Central to Concordia’s mission is the belief in “becoming responsibly engaged in the world.” As that becomes our mission as instructors, professors, and educators in concert with the students, it’s a dialogue where you feel empowered to carry forth what the college has set forth and how important they deem that in terms of the education of students. It’s typical to ask a student, “How do you BREW? How will you use material from this course to become responsibly engaged in the world?” That is oftentimes a question that I will pose to students to help them make the connections, but it also keeps me honest. Because if they can’t answer that question as a result of being in my class, then I perhaps have to rethink what I’m doing in some capacities.
Concordia allows me to teach the courses I love. Obviously, I’m comfortable here and I’m not alone. You can look across this campus and see many individuals who have been here for many years. And that’s a testament to this place, too, I think. It doesn’t mean there haven’t been bumps along the road, but you have to look at the whole picture.
What do you love about the Fargo-Moorhead community and what areas are you active in outside of Concordia?
I serve on two boards. Currently, I serve on the board of directors for the Fargo Theatre, which is fun because
I love the arts. This is a community that embraces the arts no matter if it’s going to see a play, the symphony, or to see beautiful artwork. I love sports! I’m a fan of anything Minnesota. I’m going to watch the Twins training camp this spring; I find a lot of joy in that. And I love my Cobber sports; I try to get over there as well. It’s a fun combination of those things. And my church, Bethesda, has been a big part of my life.
Why do you feel that being a communication major is a valuable discipline to study?
In so many ways, being a communication major will help you understand why people do the things they do in interaction with one another. Many people will ask, “What do you mean you teach communication? Don’t people just talk? Doesn’t communication just happen?” In speaking with students, I tell them to attend a communication lecture discussion. During the class and afterward, I often point out all the elements that are involved when two people come together and interact, let alone adding other factors such as social media, the variables of culture, age, socioeconomic status, and the important role of listening. The idea that communication is vital and to have an understanding of how to do it appropriately and ethically with a firm foundation of what it involves truly does transcend all aspects of one’s life. Then, I show them
What else would you like to share?
I’m immensely proud of this place. I think why I’m so proud, too, is that we recognize places where we need to learn and grow and we’re working on it. We know where we may be lacking and we’re not afraid to study it and go after it now.

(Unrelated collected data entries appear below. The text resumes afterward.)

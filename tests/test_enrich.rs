//! Tests for Scryfall image enrichment and the rate limiter.

mod common;

use std::sync::Arc;
use std::time::{Duration, Instant};

use common::FakeHttp;
use deck_pricer::{CardVariant, Catalog, ImageEnricher, RateLimiter, VariantType};

const BASE: &str = "https://scryfall.test";

fn enricher(http: &Arc<FakeHttp>) -> ImageEnricher {
    ImageEnricher::new(http.clone())
        .with_base_url(BASE)
        .with_interval(Duration::ZERO)
}

// ---------------------------------------------------------------------------
// RateLimiter
// ---------------------------------------------------------------------------

#[test]
fn first_call_never_waits() {
    let limiter = RateLimiter::new(Duration::from_millis(100));
    assert_eq!(limiter.wait_time(Instant::now()), Duration::ZERO);
}

#[test]
fn call_after_acquire_waits_remaining_interval() {
    let mut limiter = RateLimiter::new(Duration::from_secs(60));
    limiter.acquire();
    let wait = limiter.wait_time(Instant::now());
    assert!(wait > Duration::from_secs(59));
    assert!(wait <= Duration::from_secs(60));
    assert_eq!(
        limiter.wait_time(Instant::now() + Duration::from_secs(61)),
        Duration::ZERO
    );
}

#[test]
fn acquire_spaces_calls() {
    let mut limiter = RateLimiter::new(Duration::from_millis(20));
    let start = Instant::now();
    limiter.acquire();
    limiter.acquire();
    limiter.acquire();
    assert!(start.elapsed() >= Duration::from_millis(40));
}

// ---------------------------------------------------------------------------
// ImageEnricher
// ---------------------------------------------------------------------------

#[test]
fn lookup_url_prefers_collector_number() {
    let http = Arc::new(FakeHttp::new());
    let e = enricher(&http);
    let numbered =
        CardVariant::new("SKU1", "Llanowar Elves", "M19", VariantType::Regular, 100)
            .with_collector_number("314");
    assert_eq!(e.lookup_url(&numbered), "https://scryfall.test/cards/m19/314");

    let named = CardVariant::new("SKU2", "Fire // Ice", "APC", VariantType::Regular, 150);
    assert_eq!(
        e.lookup_url(&named),
        "https://scryfall.test/cards/named?exact=Fire%20%2F%2F%20Ice&set=apc"
    );
}

#[test]
fn enrich_fills_images_and_shares_lookups() {
    let bolt_url = "https://scryfall.test/cards/named?exact=Lightning%20Bolt&set=m11";
    let elves_url = "https://scryfall.test/cards/m19/314";
    let http = Arc::new(
        FakeHttp::new()
            .with(
                bolt_url,
                r#"{"name": "Lightning Bolt", "image_uris": {"normal": "https://img.test/bolt.jpg"}}"#,
            )
            .with(
                elves_url,
                r#"{"card_faces": [{"image_uris": {"normal": "https://img.test/elves.jpg"}}, {}]}"#,
            ),
    );
    let catalog = Catalog::new(vec![
        CardVariant::new("SKU1", "Lightning Bolt", "M11", VariantType::Regular, 220),
        CardVariant::new("SKU2", "Lightning Bolt", "M11", VariantType::Foil, 350),
        CardVariant::new("SKU3", "Llanowar Elves", "M19", VariantType::Regular, 100)
            .with_collector_number("314"),
        CardVariant::new("SKU4", "Opt", "XLN", VariantType::Regular, 20)
            .with_image_url("https://img.test/already.jpg"),
    ]);

    let mut log_lines: Vec<String> = Vec::new();
    let enriched = enricher(&http).enrich(&catalog, &mut |l| log_lines.push(l.to_string()));

    let images: Vec<Option<&str>> = enriched
        .variants()
        .iter()
        .map(|v| v.image_url.as_deref())
        .collect();
    assert_eq!(
        images,
        vec![
            Some("https://img.test/bolt.jpg"),
            Some("https://img.test/bolt.jpg"),
            Some("https://img.test/elves.jpg"),
            Some("https://img.test/already.jpg"),
        ]
    );
    // one request per distinct lookup; the pre-filled variant is skipped
    assert_eq!(http.requests(), vec![bolt_url.to_string(), elves_url.to_string()]);
    assert!(log_lines.is_empty());
    // the input catalog is untouched
    assert!(catalog.variants()[0].image_url.is_none());
}

#[test]
fn failed_lookups_are_reported_and_skipped() {
    let http = Arc::new(
        FakeHttp::new().with("https://scryfall.test/cards/named?exact=Opt&set=xln", "not json"),
    );
    let catalog = Catalog::new(vec![
        CardVariant::new("SKU1", "Opt", "XLN", VariantType::Regular, 20),
        CardVariant::new("SKU2", "Unknown Card", "XXX", VariantType::Regular, 20),
    ]);

    let mut log_lines: Vec<String> = Vec::new();
    let enriched = enricher(&http).enrich(&catalog, &mut |l| log_lines.push(l.to_string()));

    assert_eq!(enriched.len(), 2);
    assert!(enriched.variants().iter().all(|v| v.image_url.is_none()));
    assert_eq!(log_lines.len(), 2);
    assert!(log_lines[0].starts_with("Image lookup for SKU1 failed"));
    assert!(log_lines[1].contains("404"));
}

#[test]
fn card_without_images_yields_none() {
    let http = Arc::new(FakeHttp::new().with(
        "https://scryfall.test/cards/named?exact=Opt&set=xln",
        r#"{"name": "Opt"}"#,
    ));
    let opt = CardVariant::new("SKU1", "Opt", "XLN", VariantType::Regular, 20);
    assert_eq!(enricher(&http).fetch_image_url(&opt).unwrap(), None);
}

This job and place is a joy; I feel very blessed. I’m better because I am here. I’m better in who I am because of all the students who have crossed through my classroom doors. I love what I teach; that’s a big part of it. I can never get enough and it keeps changing. Teaching entails constant learning. The students will make me think about something in a new fashion. That love and those questions will come up in class and we tackle it together and then deconstruct it in a manner that makes sense for all of us. Yes, I have felt truly honored to be here.